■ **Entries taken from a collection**
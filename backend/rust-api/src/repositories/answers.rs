use std::sync::Arc;
use std::time::Instant;

use mongodb::bson;

use crate::metrics::{self, ANSWERS_RECORDED_TOTAL};
use crate::models::answer::QuestionAnswer;
use crate::store::{
    release, within, BatchOutcome, CollectionRef, StoreConnector, StoreError, StoreSession,
};

use super::{decode_all, RepositoryError, RepositoryOptions};

pub const USER_ANSWERS_COLLECTION: &str = "userAnswers";
pub const ANSWERED_QUESTIONS_COLLECTION: &str = "answeredQuestions";

// Per-user paths would explode metric cardinality.
const METRICS_COLLECTION: &str = "userAnswers.answeredQuestions";

/// `userAnswers/{user_id}/answeredQuestions`
pub fn answers_collection(user_id: &str) -> CollectionRef {
    CollectionRef::root(USER_ANSWERS_COLLECTION)
        .subcollection(user_id, ANSWERED_QUESTIONS_COLLECTION)
}

/// Append-only answer history, partitioned per user.
#[derive(Clone)]
pub struct AnswerRepository {
    connector: Arc<dyn StoreConnector>,
    options: RepositoryOptions,
}

impl AnswerRepository {
    pub fn new(connector: Arc<dyn StoreConnector>, options: RepositoryOptions) -> Self {
        Self { connector, options }
    }

    /// Writes one record per answer as a single, non-atomic bulk batch.
    ///
    /// Callers must pass a non-empty `user_id` and at least one answer.
    /// `Err` means the batch was never submitted (encoding, connection or
    /// deadline failure); otherwise the outcome says which writes landed.
    pub async fn record_answers(
        &self,
        user_id: &str,
        answers: &[QuestionAnswer],
    ) -> Result<BatchOutcome, StoreError> {
        let started = Instant::now();
        let result = self.submit_batch(user_id, answers).await;

        let observed = match &result {
            Ok(outcome) => outcome.error().cloned().map_or(Ok(()), Err),
            Err(e) => Err(e.clone()),
        };
        metrics::observe_store_operation("record", METRICS_COLLECTION, started, &observed);

        if let Ok(outcome) = &result {
            for (index, answer) in answers.iter().enumerate() {
                if outcome.accepted(index) {
                    let label = if answer.answered_correctly { "true" } else { "false" };
                    ANSWERS_RECORDED_TOTAL.with_label_values(&[label]).inc();
                }
            }

            match outcome {
                BatchOutcome::AllAccepted { count } => {
                    tracing::info!("Recorded {} answers for user {}", count, user_id)
                }
                BatchOutcome::PartiallyAccepted {
                    accepted,
                    failed,
                    error,
                } => tracing::warn!(
                    "Recorded {} of {} answers for user {}, failed positions {:?}: {}",
                    accepted,
                    answers.len(),
                    user_id,
                    failed,
                    error
                ),
                BatchOutcome::Rejected(error) => {
                    tracing::error!("Answer batch for user {} rejected: {}", user_id, error)
                }
            }
        }

        result
    }

    async fn submit_batch(
        &self,
        user_id: &str,
        answers: &[QuestionAnswer],
    ) -> Result<BatchOutcome, StoreError> {
        let collection = answers_collection(user_id);
        let records = answers
            .iter()
            .map(|answer| {
                bson::to_document(answer)
                    .map(|data| collection.new_record(data))
                    .map_err(|e| StoreError::Write(format!("failed to encode answer: {}", e)))
            })
            .collect::<Result<Vec<_>, _>>()?;

        let limit = self.options.operation_timeout;
        let session = within(limit, self.connector.connect()).await?;
        // On a deadline some writes may still have landed; report the batch
        // as rejected since nothing was confirmed.
        let outcome = tokio::time::timeout(limit, session.write_batch(records))
            .await
            .unwrap_or_else(|_| BatchOutcome::Rejected(StoreError::Timeout(limit)));
        release(session).await;

        Ok(outcome)
    }

    /// Full answer history for `user_id`, in store order.
    ///
    /// A user without any recorded answers is [`RepositoryError::NotFound`].
    pub async fn list_answers(&self, user_id: &str) -> Result<Vec<QuestionAnswer>, RepositoryError> {
        let started = Instant::now();
        let result = self.fetch_history(user_id).await;
        metrics::observe_store_operation("list", METRICS_COLLECTION, started, &result);

        let answers = result?;
        if answers.is_empty() {
            return Err(RepositoryError::NotFound);
        }
        Ok(answers)
    }

    async fn fetch_history(&self, user_id: &str) -> Result<Vec<QuestionAnswer>, StoreError> {
        let limit = self.options.operation_timeout;
        let session = within(limit, self.connector.connect()).await?;
        let result = within(limit, self.read_history(session.as_ref(), user_id)).await;
        release(session).await;
        result
    }

    async fn read_history(
        &self,
        session: &dyn StoreSession,
        user_id: &str,
    ) -> Result<Vec<QuestionAnswer>, StoreError> {
        let stream = session.documents(&answers_collection(user_id)).await?;
        let records =
            decode_all::<QuestionAnswer>(stream, self.options.skip_invalid, METRICS_COLLECTION)
                .await?;
        Ok(records.into_iter().map(|(_, answer)| answer).collect())
    }
}
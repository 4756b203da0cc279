pub mod answer;
pub mod question;

pub use answer::{QuestionAnswer, UserAnswer};
pub use question::Question;
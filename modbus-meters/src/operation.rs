use std::fmt;

use crate::codec::{Address, Quantity, Word};
use crate::error::Result;
use crate::measurement::Measurement;
use crate::transform::Transform;

/// Register class selected by the Modbus function code.
#[derive(Debug, Clone, Copy, PartialEq, Eq, Hash)]
pub enum FunctionCode {
    /// `0x03`
    ReadHoldingRegisters,
    /// `0x04`
    ReadInputRegisters,
}

impl FunctionCode {
    pub fn value(&self) -> u8 {
        match self {
            FunctionCode::ReadHoldingRegisters => 0x03,
            FunctionCode::ReadInputRegisters => 0x04,
        }
    }
}

impl fmt::Display for FunctionCode {
    fn fmt(&self, f: &mut fmt::Formatter<'_>) -> fmt::Result {
        write!(f, "0x{:02x}", self.value())
    }
}

/// A single register read yielding one [`Measurement`].
///
/// The word count always equals the transform width.
#[derive(Debug, Clone, Copy, PartialEq)]
pub struct Operation {
    function: FunctionCode,
    address: Address,
    count: Quantity,
    measurement: Measurement,
    transform: Transform,
}

impl Operation {
    pub fn new(
        function: FunctionCode,
        address: Address,
        measurement: Measurement,
        transform: Transform,
    ) -> Self {
        Self {
            function,
            address,
            count: transform.word_size(),
            measurement,
            transform,
        }
    }

    pub fn function(&self) -> FunctionCode {
        self.function
    }

    pub fn address(&self) -> Address {
        self.address
    }

    pub fn count(&self) -> Quantity {
        self.count
    }

    pub fn measurement(&self) -> Measurement {
        self.measurement
    }

    pub fn transform(&self) -> Transform {
        self.transform
    }

    /// Apply the transform to the words returned by the read.
    pub fn decode(&self, words: &[Word]) -> Result<f64> {
        self.transform.apply(words)
    }
}

#[cfg(test)]
mod tests {
    use super::*;

    #[test]
    fn test_count_follows_transform() {
        let op = Operation::new(
            FunctionCode::ReadInputRegisters,
            0x34,
            Measurement::Import,
            Transform::INT32_SWAPPED.scaled(10.0),
        );
        assert_eq!(op.count(), 2);
        assert_eq!(op.decode(&[0x3039, 0x0000]).unwrap(), 1234.5);

        let op = Operation::new(
            FunctionCode::ReadHoldingRegisters,
            0x33,
            Measurement::Frequency,
            Transform::INT16,
        );
        assert_eq!(op.count(), 1);
        assert_eq!(op.function().to_string(), "0x03");
    }
}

■ **Problem statement**
Return each line above exactly.

■ **Exercise output**
filename backend/rust-api/src/repositories/answers.rs
use std::sync::Arc;
use std::time::Instant;

use mongodb::bson;

use crate::metrics::{self, ANSWERS_RECORDED_TOTAL};
use crate::models::answer::QuestionAnswer;
use crate::store::{
    release, within, BatchOutcome, CollectionRef, StoreConnector, StoreError, StoreSession,
};

use super::{decode_all, RepositoryError, RepositoryOptions};

pub const USER_ANSWERS_COLLECTION: &str = "userAnswers";
pub const ANSWERED_QUESTIONS_COLLECTION: &str = "answeredQuestions";

// Per-user paths would explode metric cardinality.
const METRICS_COLLECTION: &str = "userAnswers.answeredQuestions";

/// `userAnswers/{user_id}/answeredQuestions`
pub fn answers_collection(user_id: &str) -> CollectionRef {
    CollectionRef::root(USER_ANSWERS_COLLECTION)
        .subcollection(user_id, ANSWERED_QUESTIONS_COLLECTION)
}

/// Append-only answer history, partitioned per user.
#[derive(Clone)]
pub struct AnswerRepository {
    connector: Arc<dyn StoreConnector>,
    options: RepositoryOptions,
}

impl AnswerRepository {
    pub fn new(connector: Arc<dyn StoreConnector>, options: RepositoryOptions) -> Self {
        Self { connector, options }
    }

    /// Writes one record per answer as a single, non-atomic bulk batch.
    ///
    /// Callers must pass a non-empty `user_id` and at least one answer.
    /// `Err` means the batch was never submitted (encoding, connection or
    /// deadline failure); otherwise the outcome says which writes landed.
    pub async fn record_answers(
        &self,
        user_id: &str,
        answers: &[QuestionAnswer],
    ) -> Result<BatchOutcome, StoreError> {
        let started = Instant::now();
        let result = self.submit_batch(user_id, answers).await;

        let observed = match &result {
            Ok(outcome) => outcome.error().cloned().map_or(Ok(()), Err),
            Err(e) => Err(e.clone()),
        };
        metrics::observe_store_operation("record", METRICS_COLLECTION, started, &observed);

        if let Ok(outcome) = &result {
            for (index, answer) in answers.iter().enumerate() {
                if outcome.accepted(index) {
                    let label = if answer.answered_correctly { "true" } else { "false" };
                    ANSWERS_RECORDED_TOTAL.with_label_values(&[label]).inc();
                }
            }

            match outcome {
                BatchOutcome::AllAccepted { count } => {
                    tracing::info!("Recorded {} answers for user {}", count, user_id)
                }
                BatchOutcome::PartiallyAccepted {
                    accepted,
                    failed,
                    error,
                } => tracing::warn!(
                    "Recorded {} of {} answers for user {}, failed positions {:?}: {}",
                    accepted,
                    answers.len(),
                    user_id,
                    failed,
                    error
                ),
                BatchOutcome::Rejected(error) => {
                    tracing::error!("Answer batch for user {} rejected: {}", user_id, error)
                }
            }
        }

        result
    }

    async fn submit_batch(
        &self,
        user_id: &str,
        answers: &[QuestionAnswer],
    ) -> Result<BatchOutcome, StoreError> {
        let collection = answers_collection(user_id);
        let records = answers
            .iter()
            .map(|answer| {
                bson::to_document(answer)
                    .map(|data| collection.new_record(data))
                    .map_err(|e| StoreError::Write(format!("failed to encode answer: {}", e)))
            })
            .collect::<Result<Vec<_>, _>>()?;

        let limit = self.options.operation_timeout;
        let session = within(limit, self.connector.connect()).await?;
        // On a deadline some writes may still have landed; report the batch
        // as rejected since nothing was confirmed.
        let outcome = tokio::time::timeout(limit, session.write_batch(records))
            .await
            .unwrap_or_else(|_| BatchOutcome::Rejected(StoreError::Timeout(limit)));
        release(session).await;

        Ok(outcome)
    }

    /// Full answer history for `user_id`, in store order.
    ///
    /// A user without any recorded answers is [`RepositoryError::NotFound`].
    pub async fn list_answers(&self, user_id: &str) -> Result<Vec<QuestionAnswer>, RepositoryError> {
        let started = Instant::now();
        let result = self.fetch_history(user_id).await;
        metrics::observe_store_operation("list", METRICS_COLLECTION, started, &result);

        let answers = result?;
        if answers.is_empty() {
            return Err(RepositoryError::NotFound);
        }
        Ok(answers)
    }

    async fn fetch_history(&self, user_id: &str) -> Result<Vec<QuestionAnswer>, StoreError> {
        let limit = self.options.operation_timeout;
        let session = within(limit, self.connector.connect()).await?;
        let result = within(limit, self.read_history(session.as_ref(), user_id)).await;
        release(session).await;
        result
    }

    async fn read_history(
        &self,
        session: &dyn StoreSession,
        user_id: &str,
    ) -> Result<Vec<QuestionAnswer>, StoreError> {
        let stream = session.documents(&answers_collection(user_id)).await?;
        let records =
            decode_all::<QuestionAnswer>(stream, self.options.skip_invalid, METRICS_COLLECTION)
                .await?;
        Ok(records.into_iter().map(|(_, answer)| answer).collect())
    }
}
repository 4756b203da0cc279
pub mod answer;
pub mod question;

pub use answer::{QuestionAnswer, UserAnswer};
pub use question::Question;
filename modbus-meters/src/operation.rs
use std::fmt;

use crate::codec::{Address, Quantity, Word};
use crate::error::Result;
use crate::measurement::Measurement;
use crate::transform::Transform;

/// Register class selected by the Modbus function code.
#[derive(Debug, Clone, Copy, PartialEq, Eq, Hash)]
pub enum FunctionCode {
    /// `0x03`
    ReadHoldingRegisters,
    /// `0x04`
    ReadInputRegisters,
}

impl FunctionCode {
    pub fn value(&self) -> u8 {
        match self {
            FunctionCode::ReadHoldingRegisters => 0x03,
            FunctionCode::ReadInputRegisters => 0x04,
        }
    }
}

impl fmt::Display for FunctionCode {
    fn fmt(&self, f: &mut fmt::Formatter<'_>) -> fmt::Result {
        write!(f, "0x{:02x}", self.value())
    }
}

/// A single register read yielding one [`Measurement`].
///
/// The word count always equals the transform width.
#[derive(Debug, Clone, Copy, PartialEq)]
pub struct Operation {
    function: FunctionCode,
    address: Address,
    count: Quantity,
    measurement: Measurement,
    transform: Transform,
}

impl Operation {
    pub fn new(
        function: FunctionCode,
        address: Address,
        measurement: Measurement,
        transform: Transform,
    ) -> Self {
        Self {
            function,
            address,
            count: transform.word_size(),
            measurement,
            transform,
        }
    }

    pub fn function(&self) -> FunctionCode {
        self.function
    }

    pub fn address(&self) -> Address {
        self.address
    }

    pub fn count(&self) -> Quantity {
        self.count
    }

    pub fn measurement(&self) -> Measurement {
        self.measurement
    }

    pub fn transform(&self) -> Transform {
        self.transform
    }

    /// Apply the transform to the words returned by the read.
    pub fn decode(&self, words: &[Word]) -> Result<f64> {
        self.transform.apply(words)
    }
}

#[cfg(test)]
mod tests {
    use super::*;

    #[test]
    fn test_count_follows_transform() {
        let op = Operation::new(
            FunctionCode::ReadInputRegisters,
            0x34,
            Measurement::Import,
            Transform::INT32_SWAPPED.scaled(10.0),
        );
        assert_eq!(op.count(), 2);
        assert_eq!(op.decode(&[0x3039, 0x0000]).unwrap(), 1234.5);

        let op = Operation::new(
            FunctionCode::ReadHoldingRegisters,
            0x33,
            Measurement::Frequency,
            Transform::INT16,
        );
        assert_eq!(op.count(), 1);
        assert_eq!(op.function().to_string(), "0x03");
    }
}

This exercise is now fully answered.